Supplementary remarks
- Patients with chronic conditions (diabetes, hyperthyroidism) require special monitoring, as Albuterol may affect glucose levels or increase the symptoms of these conditions.
- Regularly excessive doses or increased frequency of attacks indicates inadequate control of underlying disease (e.g. asthma) - physician consultation for revision of therapy is required.
Storage conditions
Correct storage of Albuterol is important to maintain its effectiveness and safety. Conditions depend on the form of release (inhalers, solutions, tablets, syrup), but there are general recommendations.
Temperature regime
- General range: Most forms of Albuterol are stored between 15°C and 30°C (room temperature).
- Avoid freezing and exposure to high temperatures (above 40°C).
- Specific forms:
- Aerosol inhalers (e.g., Ventolin HFA): Store at 15-25°C. Do not leave in a car or in the sun, as heat may damage the canister or reduce effectiveness.
- Nebulizer solution: Normally store at 15-30°C. After opening the ampoule, use immediately, do not store residue.
- Pills: 15-30°C, in a dry place.
- Syrup: 15-30°C, do not freeze. After opening the vial, the shelf life may be limited (usually 1 month, specify in the instructions).
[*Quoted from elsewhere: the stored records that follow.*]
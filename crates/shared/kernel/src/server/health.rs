use axum::http::header;
use axum::{Json, response::IntoResponse};
use hugo_domain::constants::SYSTEM_TAG;
use serde::Serialize;
use std::sync::LazyLock;
use std::time::Instant;

/// Health check response
#[derive(Debug, Serialize, utoipa::ToSchema)]
pub struct HealthResponse {
    /// Status
    pub status: &'static str,
    /// Version
    pub version: &'static str,
    /// Uptime in seconds
    pub uptime: u64,
}

static START_TIME: LazyLock<Instant> = LazyLock::new(Instant::now);

#[utoipa::path(
    get,
    path = "/health",
    responses((status = OK, description = "Healthcheck endpoint", body = HealthResponse)),
    tag = SYSTEM_TAG,
)]
#[allow(clippy::unused_async)]
pub(super) async fn health_handler() -> impl IntoResponse {
    let body = HealthResponse {
        status: "up",
        version: env!("CARGO_PKG_VERSION"),
        uptime: START_TIME.elapsed().as_secs(),
    };

    (
        [
            (header::CACHE_CONTROL, "no-store, no-cache, must-revalidate"),
            (header::PRAGMA, "no-cache"),
        ],
        Json(body),
    )
}
use crate::handlers;
use hugo_kernel::server::ApiState;
use utoipa_axum::router::OpenApiRouter;
use utoipa_axum::routes;

/// Routes for the controls slice, documented for the OpenAPI aggregator.
pub fn controls_router() -> OpenApiRouter<ApiState> {
    OpenApiRouter::new()
        .routes(routes!(handlers::list_controls, handlers::create_control))
        .routes(routes!(handlers::filter_controls))
        .routes(routes!(handlers::get_control))
        .routes(routes!(handlers::update_control))
        .routes(routes!(handlers::delete_control))
}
Protect from light, moisture, children
- Light protection:
- The drug should be stored in the original packaging (box, bottle or blister), which protects from direct sunlight.
- Particularly important for syrup and solutions, as light may reduce the stability of the active ingredient.
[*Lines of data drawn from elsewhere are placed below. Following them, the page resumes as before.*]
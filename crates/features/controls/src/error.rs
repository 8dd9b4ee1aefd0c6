use hugo_kernel::error::format_context;
use std::borrow::Cow;

/// Errors returned by the control registry and its HTTP handlers.
#[derive(Debug, thiserror::Error)]
pub enum ControlError {
    /// The referenced id is not in the registry.
    #[error("control with id={id} does not exist.{}", format_context(.context))]
    NotFound { id: i64, context: Option<Cow<'static, str>> },

    /// A control with this id is already registered.
    #[error("control with id={id} already exists.{}", format_context(.context))]
    Conflict { id: i64, context: Option<Cow<'static, str>> },

    /// The request carried nothing to act on.
    #[error("{message}{}", format_context(.context))]
    InvalidArgument { message: Cow<'static, str>, context: Option<Cow<'static, str>> },

    /// The registry slice is not wired into the server state.
    #[cfg(feature = "server")]
    #[error("Controls state error{}: {source}", format_context(.context))]
    State {
        #[source]
        source: hugo_kernel::server::ApiStateError,
        context: Option<Cow<'static, str>>,
    },
}

impl ControlError {
    pub(crate) const fn not_found(id: i64) -> Self {
        Self::NotFound { id, context: None }
    }

    pub(crate) const fn conflict(id: i64) -> Self {
        Self::Conflict { id, context: None }
    }

    pub(crate) fn invalid_argument(message: impl Into<Cow<'static, str>>) -> Self {
        Self::InvalidArgument { message: message.into(), context: None }
    }

    /// Attaches a context note shown in parentheses after the message.
    #[must_use]
    pub fn context(mut self, note: impl Into<Cow<'static, str>>) -> Self {
        match &mut self {
            Self::NotFound { context, .. }
            | Self::Conflict { context, .. }
            | Self::InvalidArgument { context, .. } => *context = Some(note.into()),
            #[cfg(feature = "server")]
            Self::State { context, .. } => *context = Some(note.into()),
        }
        self
    }
}

#[cfg(feature = "server")]
impl From<hugo_kernel::server::ApiStateError> for ControlError {
    fn from(source: hugo_kernel::server::ApiStateError) -> Self {
        Self::State { source, context: None }
    }
}

#[cfg(feature = "server")]
mod http {
    use super::ControlError;
    use crate::handlers::ErrorResponse;
    use axum::Json;
    use axum::http::StatusCode;
    use axum::response::{IntoResponse, Response};

    impl ControlError {
        #[must_use]
        pub const fn status_code(&self) -> StatusCode {
            match self {
                Self::NotFound { .. } => StatusCode::NOT_FOUND,
                Self::Conflict { .. } | Self::InvalidArgument { .. } => StatusCode::BAD_REQUEST,
                Self::State { .. } => StatusCode::INTERNAL_SERVER_ERROR,
            }
        }
    }

    impl IntoResponse for ControlError {
        fn into_response(self) -> Response {
            let status = self.status_code();
            if status.is_server_error() {
                tracing::error!(error = %self, "Controls request failed");
            }

            (status, Json(ErrorResponse { detail: self.to_string() })).into_response()
        }
    }
}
- Protection against moisture:
- Store in a dry place, away from bathrooms or other moist areas.
- Inhalers and tablets are sensitive to moisture - do not open packaging before use.
- After using the inhaler, close the protective cap to prevent the ingress of moisture.
- Child protection:
- Store out of the reach of children, preferably in a locked cabinet or on a high shelf.
- Inhalers and syrup may be dangerous if used accidentally by children (risk of overdose or suffocation from small parts).
Additional recommendations
- Do not store the preparation in the refrigerator, unless specified in the instructions (for example, for some solutions after opening).
- Do not use the drug after the expiration date (usually indicated on the package, is 2-3 years from the date of manufacture).
- Dispose of used inhalers or empty bottles in accordance with local regulations - do not puncture or burn aerosol cans.